→ **What you will do**: Check every line of the data and copy the ones where "StaticConfig" appears.

Saved entries
⁂

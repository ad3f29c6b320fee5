use northbase_core::config::Settings;
use std::fs;
use std::path::{Path, PathBuf};
use anyhow::{Result, Context};
use serde::Deserialize;
use tracing::{info, error};

/// Optional `config.yaml` inside the config directory.
#[derive(Debug, Default, Deserialize)]
#[serde(deny_unknown_fields)]
struct StaticConfig {
    #[serde(default)]
    concurrency: Option<usize>,
    #[serde(default)]
    debug: Option<bool>,
}

fn default_config_dir() -> Result<PathBuf> {
    let home = dirs_next::home_dir().context("failed to resolve the home directory")?;
    Ok(home.join(".northbase"))
}

fn env_flag(name: &str) -> Option<bool> {
    std::env::var(name).ok().map(|v| {
        let v = v.trim().to_ascii_lowercase();
        !(v.is_empty() || v == "0" || v == "false" || v == "no")
    })
}

/// Resolve the config directory without reading anything inside it.
///
/// `--config-dir` wins over `NORTHBASE_HOME`, which wins over `~/.northbase`.
pub fn resolve_config_dir(flag: Option<&Path>) -> Result<PathBuf> {
    if let Some(dir) = flag {
        return Ok(dir.to_path_buf());
    }
    match std::env::var("NORTHBASE_HOME") {
        Ok(dir) if !dir.trim().is_empty() => Ok(PathBuf::from(dir)),
        _ => default_config_dir(),
    }
}

/// Build the settings for one invocation from the config directory, its
/// optional `config.yaml`, and environment overrides.
pub fn load_config(config_dir: Option<&Path>, debug_flag: bool) -> Result<Settings> {
    let config_dir = resolve_config_dir(config_dir)?;
    let mut settings = Settings::new(&config_dir);

    let yaml_path = config_dir.join("config.yaml");
    if yaml_path.exists() {
        let content = fs::read_to_string(&yaml_path).map_err(|e| {
            error!(error = ?e, config_path = ?yaml_path, "Failed to read config file");
            anyhow::anyhow!("Failed to read config file {:?}: {}", yaml_path, e)
        })?;
        // An empty file parses as null.
        let static_conf: StaticConfig = if content.trim().is_empty() {
            StaticConfig::default()
        } else {
            serde_yaml::from_str(&content).map_err(|e| {
                error!(error = ?e, config_path = ?yaml_path, "Failed to parse config YAML");
                anyhow::anyhow!("Failed to parse config YAML {:?}: {e}", yaml_path)
            })?
        };
        info!(config_path = ?yaml_path, "Parsed config YAML successfully");
        if let Some(concurrency) = static_conf.concurrency {
            settings.concurrency = concurrency;
        }
        if let Some(debug) = static_conf.debug {
            settings.debug = debug;
        }
    }

    if let Ok(raw) = std::env::var("NORTHBASE_CONCURRENCY") {
        settings.concurrency = raw.trim().parse::<usize>().map_err(|e| {
            error!(error = ?e, var = ?raw, "NORTHBASE_CONCURRENCY must be a positive integer");
            anyhow::anyhow!("NORTHBASE_CONCURRENCY must be a positive integer: {e}")
        })?;
    }
    if let Some(debug) = env_flag("NORTHBASE_DEBUG") {
        settings.debug = debug;
    }
    if debug_flag {
        settings.debug = true;
    }

    if settings.concurrency == 0 {
        anyhow::bail!("concurrency must be at least 1");
    }

    settings.trace_loaded();
    Ok(settings)
}
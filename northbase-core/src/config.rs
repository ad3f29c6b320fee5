use serde::{Deserialize, Serialize};
use std::path::PathBuf;
use tracing::{debug, info};

/// Worker pool width used by `pull` when nothing else is configured.
pub const DEFAULT_CONCURRENCY: usize = 8;

/// Largest file, in bytes, that is fetched or pushed.
pub const MAX_BYTES: usize = 500_000;

/// Resolved settings for one invocation.
#[derive(Debug, Clone, PartialEq, Eq, Serialize, Deserialize)]
pub struct Settings {
    /// Directory holding the session, the cache index and the mirror.
    pub config_dir: PathBuf,
    pub concurrency: usize,
    pub debug: bool,
}

impl Settings {
    pub fn new(config_dir: impl Into<PathBuf>) -> Self {
        Self {
            config_dir: config_dir.into(),
            concurrency: DEFAULT_CONCURRENCY,
            debug: false,
        }
    }

    /// Root of the mirrored file tree.
    pub fn files_dir(&self) -> PathBuf {
        self.config_dir.join("files")
    }

    pub fn index_path(&self) -> PathBuf {
        self.config_dir.join("index.json")
    }

    pub fn session_path(&self) -> PathBuf {
        self.config_dir.join("session.json")
    }

    pub fn trace_loaded(&self) {
        info!(
            config_dir = %self.config_dir.display(),
            concurrency = self.concurrency,
            "Loaded settings"
        );
        debug!(?self, "Settings loaded (full debug)");
    }
}
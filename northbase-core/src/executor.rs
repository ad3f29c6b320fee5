//! Fixed-width worker pool over a shared cursor.

use std::future::Future;
use std::sync::atomic::{AtomicBool, AtomicUsize, Ordering};
use std::sync::{Mutex, PoisonError};

use futures::future::join_all;
use tracing::debug;

/// Run `worker` over `items` with at most `limit` units in flight.
///
/// Workers claim the next unclaimed index from a shared counter until the list
/// is exhausted. Results come back in input order. After the first failure no
/// new units are claimed; units already running are allowed to finish, and
/// that first error is returned.
pub async fn run_bounded<T, R, E, F, Fut>(items: Vec<T>, limit: usize, worker: F) -> Result<Vec<R>, E>
where
    T: Clone,
    F: Fn(T) -> Fut,
    Fut: Future<Output = Result<R, E>>,
{
    let total = items.len();
    if total == 0 {
        return Ok(Vec::new());
    }
    let width = limit.max(1).min(total);
    debug!(total, width, "Starting bounded run");

    let cursor = AtomicUsize::new(0);
    let stopped = AtomicBool::new(false);
    let first_error: Mutex<Option<E>> = Mutex::new(None);

    let (items, worker, cursor, stopped, error_slot) =
        (&items, &worker, &cursor, &stopped, &first_error);
    let lanes = (0..width).map(move |_| async move {
        let mut done: Vec<(usize, R)> = Vec::new();
        while !stopped.load(Ordering::SeqCst) {
            let index = cursor.fetch_add(1, Ordering::SeqCst);
            let Some(item) = items.get(index) else {
                break;
            };
            match worker(item.clone()).await {
                Ok(result) => done.push((index, result)),
                Err(e) => {
                    stopped.store(true, Ordering::SeqCst);
                    let mut slot = error_slot.lock().unwrap_or_else(PoisonError::into_inner);
                    if slot.is_none() {
                        *slot = Some(e);
                    }
                    break;
                }
            }
        }
        done
    });
    let finished = join_all(lanes).await;

    if let Some(e) = first_error
        .into_inner()
        .unwrap_or_else(PoisonError::into_inner)
    {
        return Err(e);
    }

    let mut slots: Vec<Option<R>> = (0..total).map(|_| None).collect();
    for (index, result) in finished.into_iter().flatten() {
        slots[index] = Some(result);
    }
    Ok(slots.into_iter().flatten().collect())
}
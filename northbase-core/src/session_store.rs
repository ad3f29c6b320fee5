use std::path::{Path, PathBuf};

use tracing::{debug, warn};

use crate::contract::Session;
use crate::error::{NorthbaseError, Result};
use crate::fsutil::write_atomic;

/// Owner of the on-disk session file.
#[derive(Debug, Clone)]
pub struct SessionStore {
    path: PathBuf,
}

impl SessionStore {
    pub fn new(path: impl Into<PathBuf>) -> Self {
        Self { path: path.into() }
    }

    pub fn path(&self) -> &Path {
        &self.path
    }

    /// Read the stored session. Missing, unreadable and incomplete files all
    /// count as not logged in.
    pub fn load(&self) -> Result<Session> {
        let raw = std::fs::read(&self.path).map_err(|e| {
            debug!(path = %self.path.display(), error = %e, "No session file");
            NorthbaseError::NotAuthenticated
        })?;
        let session: Session = serde_json::from_slice(&raw).map_err(|e| {
            warn!(path = %self.path.display(), error = %e, "Unreadable session file");
            NorthbaseError::NotAuthenticated
        })?;
        if !session.is_complete() {
            warn!(path = %self.path.display(), "Session file lacks a token");
            return Err(NorthbaseError::NotAuthenticated);
        }
        Ok(session.normalized())
    }

    /// Normalize and persist `session` with owner-only permissions.
    /// Returns what was written.
    pub fn save(&self, session: &Session) -> Result<Session> {
        let session = session.clone().normalized();
        if !session.is_complete() {
            return Err(NorthbaseError::IncompleteSession);
        }
        let json = serde_json::to_vec_pretty(&session)?;
        write_atomic(&self.path, &json, true)?;
        debug!(path = %self.path.display(), expires_at = session.expires_at, "Saved session");
        Ok(session)
    }

    /// Remove the session file. Absence is not an error.
    pub fn delete(&self) {
        match std::fs::remove_file(&self.path) {
            Ok(()) => debug!(path = %self.path.display(), "Deleted session"),
            Err(e) if e.kind() == std::io::ErrorKind::NotFound => {}
            Err(e) => warn!(path = %self.path.display(), error = %e, "Could not delete session file"),
        }
    }
}
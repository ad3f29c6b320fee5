#![doc = "northbase-core: core logic library for northbase."]

//! This crate holds everything northbase does apart from talking HTTP and
//! parsing command lines: path sanitising, the cache index, the session
//! lifecycle, the bounded worker pool and the get/put/pull engine.
//!
//! # Usage
//! Implement [`contract::RemoteStore`] for a concrete backend, build a
//! [`synchronise::SyncEngine`] from [`config::Settings`], and call its
//! operations.

pub mod cache_index;
pub mod config;
pub mod contract;
pub mod error;
pub mod executor;
mod fsutil;
pub mod path;
pub mod session;
pub mod session_store;
pub mod synchronise;

pub use error::{NorthbaseError, RemoteError, Result};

⁂

→ **Your solution**:
struct StaticConfig {
        let static_conf: StaticConfig = if content.trim().is_empty() {
            StaticConfig::default()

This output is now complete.